A political-economic movement advocating planned reduction of material production and consumption to achieve ecological sustainability and social equity.

What is Degrowth?

Degrowth is an idea that critiques the global capitalist system which pursues growth at all costs, causing human exploitation and environmental destruction. The degrowth movement of activists and researchers advocates for societies that prioritize social and ecological well-being instead of corporate profits, over-production and excess consumption. This requires radical redistribution, reduction in the material size of the global economy, and a shift in common values towards care, solidarity and autonomy.

Unlike recession—an unplanned economic contraction—degrowth signifies a deliberate political action to downscale the economy on a permanent, conscious basis, something good to be welcomed and maintained. It calls for the abolishment of economic growth as a social objective and signifies a desired direction where societies will use less natural resources and organize to live very differently than today. At its core, degrowth rejects GDP expansion as a measure of societal progress and challenges the assumption that infinite economic growth is compatible with finite planetary resources.

Origins & Lineage

The birth of the word “décroissance” (French for degrowth), and with this the beginning of an idea, can be dated to the year 1972. Already back then, the social philosopher André Gorz asked: “Is the earth’s balance, for which no-growth – or even degrowth – of material production is a necessary condition, compatible with the survival of the capitalist system?”

In the same year, “The Limits to Growth” was published by the Club of Rome. The publication sparked off a broad discussion, during which in France the word “décroissance” repeatedly cropped up. The concept of “degrowth” proper appeared during the 1970s, proposed by André Gorz (1972) and intellectuals such as Nicholas Georgescu-Roegen, Jean Baudrillard, Edward Goldsmith and Ivan Illich. “Demain la décroissance” (tomorrow, degrowth) was the title of a 1979 translated collection of essays of Nicholas Georgescu-Roegen, a Romanian émigré teaching in the US and a proto ecological economist who argued that economic growth accelerates entropy.

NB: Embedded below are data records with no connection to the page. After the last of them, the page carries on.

use crate::status::StatusWord;

/// Problems encountered while configuring the CrossLink.
///
/// `I` is the error type of the I2C bus and `P` that of the reset pin. Bus
/// errors are passed through untouched so that a flaky bus can be told apart
/// from a device that is absent or is not a CrossLink.
#[derive(Debug, thiserror::Error)]
pub enum Error<I, P> {
    /// The I2C transfer failed (no acknowledge, arbitration loss, bus error).
    ///
    /// The driver never retries a failed transfer on its own.
    #[error("I2C transfer failed: {0:?}")]
    Transport(I),
    /// The reset line could not be driven.
    #[error("could not drive the reset line: {0:?}")]
    ResetLine(P),
    /// The device answered, but with an IDCODE other than the CrossLink's.
    ///
    /// A device stuck in the alternating-reset state answers `0xFFFFFFFF` and
    /// ends up here, so this error is worth one more reset attempt. A repeated
    /// mismatch means the wrong part (or no part) is on the bus.
    #[error("unexpected IDCODE {found:#010x} (expected {expected:#010x})")]
    IdentityMismatch {
        /// IDCODE of the part the driver supports.
        expected: u32,
        /// IDCODE read from the device.
        found: u32,
    },
    /// The status register did not report DONE after the bitstream was written.
    ///
    /// The enclosed status word carries the raw register value.
    #[error("bitstream load incomplete, status {0}")]
    UploadIncomplete(StatusWord),
    /// The buffer for the bitstream burst could not be allocated.
    #[error("could not allocate {requested} bytes for the bitstream burst")]
    Allocation {
        /// Size of the failed allocation in bytes.
        requested: usize,
    },
}

impl<I, P> Error<I, P> {
    /// True if the error came from the I2C bus.
    pub fn is_transport(&self) -> bool {
        matches!(self, Error::Transport(_))
    }

    /// True if the device answered with the wrong IDCODE.
    pub fn is_identity_mismatch(&self) -> bool {
        matches!(self, Error::IdentityMismatch { .. })
    }
}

The modern movement coalesced three decades later. In 2002, the magazine “Silence” published a special issue on the topic of degrowth, which received lots of public attention. It was reprinted twice, 5,000 magazines were sold. The “Institute for Economic and Social Studies on Sustainable Degrowth” was founded in Lyon. The following year, the institute organised a symposium on the same topic. Many of the today well-known degrowth thinkers took part in the symposium, e.g. Serge Latouche, Mauro Bonaiuti, Paul Ariès, Jacques Grinevald, François Schneider and Pierre Rabhi.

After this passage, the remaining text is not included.